• The problem:
Return the lines from the start of the data through the line with "#[derive(Debug, Clone, PartialEq, thiserror::Error)]". Include both of those lines and no others.

** Supplied data follows **

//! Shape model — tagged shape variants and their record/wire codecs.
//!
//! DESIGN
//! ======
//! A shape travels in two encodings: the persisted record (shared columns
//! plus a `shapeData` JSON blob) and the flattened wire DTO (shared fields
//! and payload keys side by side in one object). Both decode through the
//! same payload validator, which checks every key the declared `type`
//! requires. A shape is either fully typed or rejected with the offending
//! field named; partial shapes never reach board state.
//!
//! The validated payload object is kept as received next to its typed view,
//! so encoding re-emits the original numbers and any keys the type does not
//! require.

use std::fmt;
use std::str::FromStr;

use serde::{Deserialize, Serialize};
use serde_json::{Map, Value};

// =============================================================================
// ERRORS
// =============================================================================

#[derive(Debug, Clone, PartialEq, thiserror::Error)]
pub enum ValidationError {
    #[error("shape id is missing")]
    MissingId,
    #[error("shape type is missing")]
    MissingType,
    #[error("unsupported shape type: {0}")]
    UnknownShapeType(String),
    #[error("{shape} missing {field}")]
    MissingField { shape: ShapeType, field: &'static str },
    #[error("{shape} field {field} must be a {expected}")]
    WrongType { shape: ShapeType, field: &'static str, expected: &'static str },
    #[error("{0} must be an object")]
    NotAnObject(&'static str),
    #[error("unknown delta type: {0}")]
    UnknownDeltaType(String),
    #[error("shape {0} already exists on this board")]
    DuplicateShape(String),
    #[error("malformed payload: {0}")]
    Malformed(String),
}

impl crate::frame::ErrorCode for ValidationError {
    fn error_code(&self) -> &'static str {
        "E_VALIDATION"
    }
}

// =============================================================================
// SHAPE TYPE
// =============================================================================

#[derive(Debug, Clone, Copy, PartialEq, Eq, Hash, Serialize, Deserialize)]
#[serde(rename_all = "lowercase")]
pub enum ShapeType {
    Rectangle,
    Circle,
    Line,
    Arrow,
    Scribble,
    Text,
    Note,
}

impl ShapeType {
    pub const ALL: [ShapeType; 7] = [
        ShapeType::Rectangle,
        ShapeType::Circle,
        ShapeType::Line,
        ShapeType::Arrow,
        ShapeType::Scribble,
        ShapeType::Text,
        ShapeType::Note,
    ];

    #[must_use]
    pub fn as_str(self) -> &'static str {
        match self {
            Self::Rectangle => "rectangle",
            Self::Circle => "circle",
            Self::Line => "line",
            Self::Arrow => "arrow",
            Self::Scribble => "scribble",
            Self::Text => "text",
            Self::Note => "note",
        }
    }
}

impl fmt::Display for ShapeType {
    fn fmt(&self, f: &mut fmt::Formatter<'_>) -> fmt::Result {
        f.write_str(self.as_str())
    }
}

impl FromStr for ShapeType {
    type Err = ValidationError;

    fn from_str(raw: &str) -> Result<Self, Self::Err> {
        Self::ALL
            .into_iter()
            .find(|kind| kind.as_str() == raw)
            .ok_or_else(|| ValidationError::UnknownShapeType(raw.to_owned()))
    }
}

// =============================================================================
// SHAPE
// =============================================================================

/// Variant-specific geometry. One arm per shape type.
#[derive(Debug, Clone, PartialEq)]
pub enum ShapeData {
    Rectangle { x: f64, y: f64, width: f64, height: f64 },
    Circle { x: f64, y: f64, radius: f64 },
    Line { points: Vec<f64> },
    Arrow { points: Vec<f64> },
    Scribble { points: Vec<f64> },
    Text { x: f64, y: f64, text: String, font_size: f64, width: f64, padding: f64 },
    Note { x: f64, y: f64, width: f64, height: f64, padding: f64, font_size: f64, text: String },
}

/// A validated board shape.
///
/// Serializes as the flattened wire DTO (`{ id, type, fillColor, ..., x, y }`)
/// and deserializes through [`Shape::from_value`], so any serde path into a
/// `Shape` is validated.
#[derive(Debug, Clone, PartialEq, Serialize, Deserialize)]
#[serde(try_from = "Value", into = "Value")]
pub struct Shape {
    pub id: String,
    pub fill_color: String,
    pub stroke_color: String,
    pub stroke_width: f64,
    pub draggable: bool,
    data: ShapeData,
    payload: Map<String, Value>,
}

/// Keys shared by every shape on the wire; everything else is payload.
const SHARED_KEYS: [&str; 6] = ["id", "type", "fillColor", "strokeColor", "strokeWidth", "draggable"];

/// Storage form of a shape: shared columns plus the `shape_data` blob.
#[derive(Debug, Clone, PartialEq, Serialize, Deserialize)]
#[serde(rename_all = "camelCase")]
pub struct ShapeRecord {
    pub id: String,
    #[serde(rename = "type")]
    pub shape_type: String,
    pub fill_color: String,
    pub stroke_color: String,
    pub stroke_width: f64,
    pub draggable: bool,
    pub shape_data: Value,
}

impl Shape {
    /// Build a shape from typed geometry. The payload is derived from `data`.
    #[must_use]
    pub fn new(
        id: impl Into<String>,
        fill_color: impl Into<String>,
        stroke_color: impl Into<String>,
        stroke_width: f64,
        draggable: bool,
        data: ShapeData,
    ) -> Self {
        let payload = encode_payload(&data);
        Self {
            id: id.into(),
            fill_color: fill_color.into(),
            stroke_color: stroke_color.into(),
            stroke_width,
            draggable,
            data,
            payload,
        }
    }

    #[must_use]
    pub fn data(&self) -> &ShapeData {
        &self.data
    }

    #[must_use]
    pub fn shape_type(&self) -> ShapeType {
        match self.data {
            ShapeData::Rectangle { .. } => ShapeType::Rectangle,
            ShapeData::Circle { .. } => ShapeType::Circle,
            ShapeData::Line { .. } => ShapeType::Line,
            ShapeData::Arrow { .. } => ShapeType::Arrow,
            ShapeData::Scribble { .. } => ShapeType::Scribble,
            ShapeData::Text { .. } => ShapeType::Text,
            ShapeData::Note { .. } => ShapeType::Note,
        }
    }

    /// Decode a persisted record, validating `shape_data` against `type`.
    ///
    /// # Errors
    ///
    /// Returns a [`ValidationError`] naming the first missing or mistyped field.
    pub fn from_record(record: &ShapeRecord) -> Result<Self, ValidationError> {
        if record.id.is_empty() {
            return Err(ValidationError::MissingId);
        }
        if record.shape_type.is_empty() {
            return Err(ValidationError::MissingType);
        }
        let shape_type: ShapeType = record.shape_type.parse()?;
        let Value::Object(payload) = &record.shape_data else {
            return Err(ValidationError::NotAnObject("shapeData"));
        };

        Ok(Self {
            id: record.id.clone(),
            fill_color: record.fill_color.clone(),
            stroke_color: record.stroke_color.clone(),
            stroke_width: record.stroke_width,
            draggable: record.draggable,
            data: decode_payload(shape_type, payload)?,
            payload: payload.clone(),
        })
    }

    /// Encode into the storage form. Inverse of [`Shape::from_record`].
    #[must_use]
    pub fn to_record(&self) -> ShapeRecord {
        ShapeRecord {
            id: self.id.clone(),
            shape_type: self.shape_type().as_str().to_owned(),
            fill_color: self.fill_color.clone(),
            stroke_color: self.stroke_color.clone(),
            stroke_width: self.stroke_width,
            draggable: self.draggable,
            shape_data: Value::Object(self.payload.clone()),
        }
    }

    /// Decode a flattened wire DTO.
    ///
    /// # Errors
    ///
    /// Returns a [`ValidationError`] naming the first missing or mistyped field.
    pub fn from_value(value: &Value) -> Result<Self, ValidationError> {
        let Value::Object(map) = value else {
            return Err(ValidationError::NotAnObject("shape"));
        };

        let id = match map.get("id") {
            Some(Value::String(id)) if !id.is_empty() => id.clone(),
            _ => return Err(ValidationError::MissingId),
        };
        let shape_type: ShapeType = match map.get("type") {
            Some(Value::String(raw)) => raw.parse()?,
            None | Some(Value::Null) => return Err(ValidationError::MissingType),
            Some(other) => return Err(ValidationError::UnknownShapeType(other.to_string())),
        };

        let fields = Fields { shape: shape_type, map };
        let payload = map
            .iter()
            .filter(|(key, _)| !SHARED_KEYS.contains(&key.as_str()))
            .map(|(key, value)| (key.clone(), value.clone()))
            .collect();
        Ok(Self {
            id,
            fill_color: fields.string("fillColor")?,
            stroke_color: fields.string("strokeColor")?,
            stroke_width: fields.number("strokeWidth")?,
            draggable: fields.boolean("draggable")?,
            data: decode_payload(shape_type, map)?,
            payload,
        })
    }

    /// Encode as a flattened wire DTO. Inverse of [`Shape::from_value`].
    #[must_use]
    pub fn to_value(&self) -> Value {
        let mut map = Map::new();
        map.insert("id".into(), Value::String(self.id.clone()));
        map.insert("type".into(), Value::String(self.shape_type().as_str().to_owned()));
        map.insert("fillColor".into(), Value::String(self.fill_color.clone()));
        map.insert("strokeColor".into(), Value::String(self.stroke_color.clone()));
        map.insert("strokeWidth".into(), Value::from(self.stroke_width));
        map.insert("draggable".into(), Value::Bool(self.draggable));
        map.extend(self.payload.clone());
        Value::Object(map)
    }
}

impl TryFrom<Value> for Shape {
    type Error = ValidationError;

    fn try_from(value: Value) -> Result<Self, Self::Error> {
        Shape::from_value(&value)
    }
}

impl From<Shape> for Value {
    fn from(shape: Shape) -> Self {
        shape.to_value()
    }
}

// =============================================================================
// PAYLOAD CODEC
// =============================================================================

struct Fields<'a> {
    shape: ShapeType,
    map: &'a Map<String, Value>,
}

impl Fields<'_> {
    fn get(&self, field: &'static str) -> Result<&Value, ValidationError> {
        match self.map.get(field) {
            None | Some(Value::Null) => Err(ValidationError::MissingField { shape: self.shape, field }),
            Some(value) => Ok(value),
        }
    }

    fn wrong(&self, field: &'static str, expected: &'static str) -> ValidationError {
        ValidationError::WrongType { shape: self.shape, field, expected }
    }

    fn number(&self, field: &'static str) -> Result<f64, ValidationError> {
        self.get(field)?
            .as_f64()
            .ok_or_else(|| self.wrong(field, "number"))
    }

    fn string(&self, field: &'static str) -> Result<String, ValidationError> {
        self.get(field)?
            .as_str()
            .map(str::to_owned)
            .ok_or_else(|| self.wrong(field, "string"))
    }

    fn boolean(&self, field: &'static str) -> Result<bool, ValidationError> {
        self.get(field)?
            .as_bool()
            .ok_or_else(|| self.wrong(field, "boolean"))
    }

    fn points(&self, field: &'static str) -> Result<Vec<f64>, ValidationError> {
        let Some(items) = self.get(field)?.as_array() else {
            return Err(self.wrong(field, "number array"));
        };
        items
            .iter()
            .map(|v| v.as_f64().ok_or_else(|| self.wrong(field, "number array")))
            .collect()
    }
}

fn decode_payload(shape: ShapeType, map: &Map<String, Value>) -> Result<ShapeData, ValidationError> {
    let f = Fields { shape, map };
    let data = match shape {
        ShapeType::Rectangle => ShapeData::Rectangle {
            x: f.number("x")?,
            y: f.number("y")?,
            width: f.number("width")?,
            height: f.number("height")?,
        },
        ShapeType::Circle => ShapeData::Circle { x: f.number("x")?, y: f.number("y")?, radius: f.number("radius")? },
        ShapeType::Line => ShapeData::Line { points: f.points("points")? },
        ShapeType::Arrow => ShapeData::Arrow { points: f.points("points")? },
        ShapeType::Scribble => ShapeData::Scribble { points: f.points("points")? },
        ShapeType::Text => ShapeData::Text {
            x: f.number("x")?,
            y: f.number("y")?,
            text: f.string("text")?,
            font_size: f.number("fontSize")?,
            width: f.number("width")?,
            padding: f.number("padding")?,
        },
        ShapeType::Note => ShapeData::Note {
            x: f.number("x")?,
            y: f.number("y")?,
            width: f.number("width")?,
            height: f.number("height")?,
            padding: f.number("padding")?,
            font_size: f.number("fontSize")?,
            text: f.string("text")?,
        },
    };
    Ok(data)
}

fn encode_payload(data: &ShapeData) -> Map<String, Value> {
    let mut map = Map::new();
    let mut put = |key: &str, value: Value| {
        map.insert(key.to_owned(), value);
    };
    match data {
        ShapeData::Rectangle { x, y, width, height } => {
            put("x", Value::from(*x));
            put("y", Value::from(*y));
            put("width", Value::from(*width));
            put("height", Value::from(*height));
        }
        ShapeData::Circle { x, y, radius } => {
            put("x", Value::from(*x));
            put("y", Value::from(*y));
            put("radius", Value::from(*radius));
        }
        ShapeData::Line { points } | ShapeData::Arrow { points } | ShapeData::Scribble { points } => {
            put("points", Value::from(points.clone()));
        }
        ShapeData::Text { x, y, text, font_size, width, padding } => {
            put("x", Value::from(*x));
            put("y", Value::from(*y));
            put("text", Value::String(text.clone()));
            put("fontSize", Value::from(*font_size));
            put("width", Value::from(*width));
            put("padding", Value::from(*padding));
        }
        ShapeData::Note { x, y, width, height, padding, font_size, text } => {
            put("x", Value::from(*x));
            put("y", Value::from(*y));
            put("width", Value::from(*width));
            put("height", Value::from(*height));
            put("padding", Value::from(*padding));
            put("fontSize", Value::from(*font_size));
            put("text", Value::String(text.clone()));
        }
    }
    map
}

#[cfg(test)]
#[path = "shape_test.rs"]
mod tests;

** End of Supplied data **

• Exercise response:
//! Shape model — tagged shape variants and their record/wire codecs.
//!
//! DESIGN
//! ======
//! A shape travels in two encodings: the persisted record (shared columns
//! plus a `shapeData` JSON blob) and the flattened wire DTO (shared fields
//! and payload keys side by side in one object). Both decode through the
//! same payload validator, which checks every key the declared `type`
//! requires. A shape is either fully typed or rejected with the offending
//! field named; partial shapes never reach board state.
//!
//! The validated payload object is kept as received next to its typed view,
//! so encoding re-emits the original numbers and any keys the type does not
//! require.

use std::fmt;
use std::str::FromStr;

use serde::{Deserialize, Serialize};
use serde_json::{Map, Value};

// =============================================================================
// ERRORS
// =============================================================================

#[derive(Debug, Clone, PartialEq, thiserror::Error)]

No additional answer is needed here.